/// Browser wiring constants for the hero effect.
///
/// Simulation tuning lives in `ripple_core::RippleConfig`; these only cover
/// how the effect is attached to the page.
// Media query that disables the effect entirely
pub const REDUCED_MOTION_QUERY: &str = "(prefers-reduced-motion: reduce)";

// Fraction of the canvas that must intersect the viewport to count as in view
pub const INTERSECTION_THRESHOLD: f64 = 0.01;

// Delay before recomposing after the font set reports ready (ms)
pub const FONT_REDRAW_DEBOUNCE_MS: i32 = 120;

// Only the primary mouse button presses
pub const PRIMARY_MOUSE_BUTTON: i16 = 0;

// Window-level input events the effect listens to
pub const MOUSE_EVENTS: [&str; 3] = ["mousedown", "mouseup", "mousemove"];
pub const TOUCH_EVENTS: [&str; 3] = ["touchstart", "touchmove", "touchend"];

// Clear color shown before the first source image is uploaded
pub const PLACEHOLDER_RGBA: [u8; 4] = [3, 8, 19, 255];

GOAL OF THE EXERCISE
The lines to retype run from the start of the entries through the line containing "pub const REDUCED_MOTION_QUERY: &str"; reproduce them exactly and add nothing.

ANSWER TO THIS EXERCISE
/// Browser wiring constants for the hero effect.
///
/// Simulation tuning lives in `ripple_core::RippleConfig`; these only cover
/// how the effect is attached to the page.
// Media query that disables the effect entirely
pub const REDUCED_MOTION_QUERY: &str = "(prefers-reduced-motion: reduce)";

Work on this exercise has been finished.